Samedi 9 février 2002 – 16h22Le
démon blanc. C’était un surnom bien étrange pour l’homme qui était présent dans ma cuisine. Il n’avait ni la hargne dans le regard ni le physique d’un serviteur du diable. Mais il était convaincant et ne semblait pas lâcher l’affaire. Que ferait-il encore ici sinon ? Blanc pour la pureté ? L’était-il vraiment ? Ou n’utilisait-il pas, comme d’autres, des moyens à cacher pour remporter ses plaidoiries ? Le
sauveur mystérieux semblait mieux lui convenir. Il ignorait totalement les raisons de mes remerciements. L'humilité faisait-elle parti de la longue liste de ses qualités ? J’en avais presque la tête qui tournait. C’était presque trop beau pour être vrai. Comment ne pas se méfier ? Comment accepter sans rechigner l’aide qu’il me tendait ? Mais c’était un avocat réputé, il ne pouvait tremper dans des affaires louches. Il était un ami de la famille, bien avant que tout ne tourne au vinaigre.
« Pour rien. Mais, si jamais tu le croises… Préviens-moi, d'accord ? » Angelo Scott. Non je ne le connaissais pas mais je ne voyais pas ce qu’Andrew pouvait craindre en lui. Il semblait aussi solide qu’un roc mais peut-être était-ce seulement ce qu’il voulait montrer ? Qu’avait cet Angelo de terrifiant ? Pourquoi était-ce une menace qu’il traine avec mon père ? Mais je ne me sentais pas légitime de poser ses questions, Andrew semblait embêté d’aborder ce sujet et je ne voulais pas le froisser.
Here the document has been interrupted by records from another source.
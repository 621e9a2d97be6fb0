use docstream::buffers::Reader;
use docstream::{cbor, copy_document, json, DocumentWriter, Value};
use proptest::prelude::*;

fn containers(leaf: BoxedStrategy<Value>, key: BoxedStrategy<Value>) -> impl Strategy<Value = Value> {
    leaf.prop_recursive(4, 64, 6, move |inner| {
        prop_oneof![
            prop::collection::vec(inner.clone(), 0..6).prop_map(Value::Array),
            prop::collection::vec((key.clone(), inner), 0..6).prop_map(Value::Map),
        ]
    })
}

fn any_value() -> impl Strategy<Value = Value> {
    let leaf = prop_oneof![
        Just(Value::Null),
        Just(Value::Undefined),
        any::<bool>().prop_map(Value::Bool),
        any::<u64>().prop_map(Value::Unsigned),
        (i64::MIN..0).prop_map(Value::Signed),
        any::<f64>()
            .prop_filter("NaN never compares equal", |f| !f.is_nan())
            .prop_map(Value::Double),
        ".{0,16}".prop_map(Value::Text),
        prop::collection::vec(any::<u8>(), 0..32).prop_map(Value::Binary),
    ]
    .boxed();
    containers(leaf.clone(), leaf)
}

/// Values JSON can carry without loss: no binary, no undefined, finite
/// doubles and text keys.
fn json_value() -> impl Strategy<Value = Value> {
    let leaf = prop_oneof![
        Just(Value::Null),
        any::<bool>().prop_map(Value::Bool),
        any::<u64>().prop_map(Value::Unsigned),
        (i64::MIN..0).prop_map(Value::Signed),
        any::<f64>()
            .prop_filter("JSON has no non-finite numbers", |f| f.is_finite())
            .prop_map(Value::Double),
        ".{0,16}".prop_map(Value::Text),
    ]
    .boxed();
    let key = ".{0,8}".prop_map(Value::Text).boxed();
    containers(leaf, key)
}

proptest! {
    #[test]
    fn cbor_roundtrip(value in any_value()) {
        let mut encoded: Vec<u8> = Vec::new();
        cbor::write(&mut encoded).write(&value).unwrap();
        let mut reader = Reader::new(&encoded);
        let decoded = Value::read(cbor::read(&mut reader).unwrap()).unwrap();
        prop_assert_eq!(decoded, value);
        prop_assert!(reader.remaining().is_empty());
    }

    #[test]
    fn json_roundtrip(value in json_value()) {
        let mut encoded: Vec<u8> = Vec::new();
        json::write(&mut encoded).write(&value).unwrap();
        let mut reader = Reader::new(&encoded);
        let decoded = Value::read(json::read(&mut reader).unwrap()).unwrap();
        prop_assert_eq!(decoded, value);
    }

    #[test]
    fn cbor_to_json_matches_direct_json(value in json_value()) {
        let mut encoded: Vec<u8> = Vec::new();
        cbor::write(&mut encoded).write(&value).unwrap();
        let mut reader = Reader::new(&encoded);
        let mut via_cbor: Vec<u8> = Vec::new();
        copy_document(json::write(&mut via_cbor), cbor::read(&mut reader).unwrap()).unwrap();

        let mut direct: Vec<u8> = Vec::new();
        json::write(&mut direct).write(&value).unwrap();
        prop_assert_eq!(via_cbor, direct);
    }
}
Je hochais alors seulement la tête, préférant risquer une questions sur ses autres frères et sœurs. Je le sentis désarçonné par le choix du sujet. Était-ce sensible ou surprenant seulement ?
« … Ils sont cinq, et je suis l'aîné. Après moi, il y a ma sœur Anya ; puis Calvin, qui travaille dans une boutique ; puis Anthony et Alice, ils sont jumeaux. Alice est en train de monter son propre bar. Enfin, il y a Angelo, qui est étudiant à l'UMS. » Aucun de ces noms ne m’était familier.
« Je ne suis pas très proche d'eux, sauf d'Alice. » Intéressant. Étrange. Il ne semblait pas très famille pour quelqu'un qui voulait sauver la mienne.
« Ce n’est pas la position la plus facile. » Il me lança un regard interrogateur.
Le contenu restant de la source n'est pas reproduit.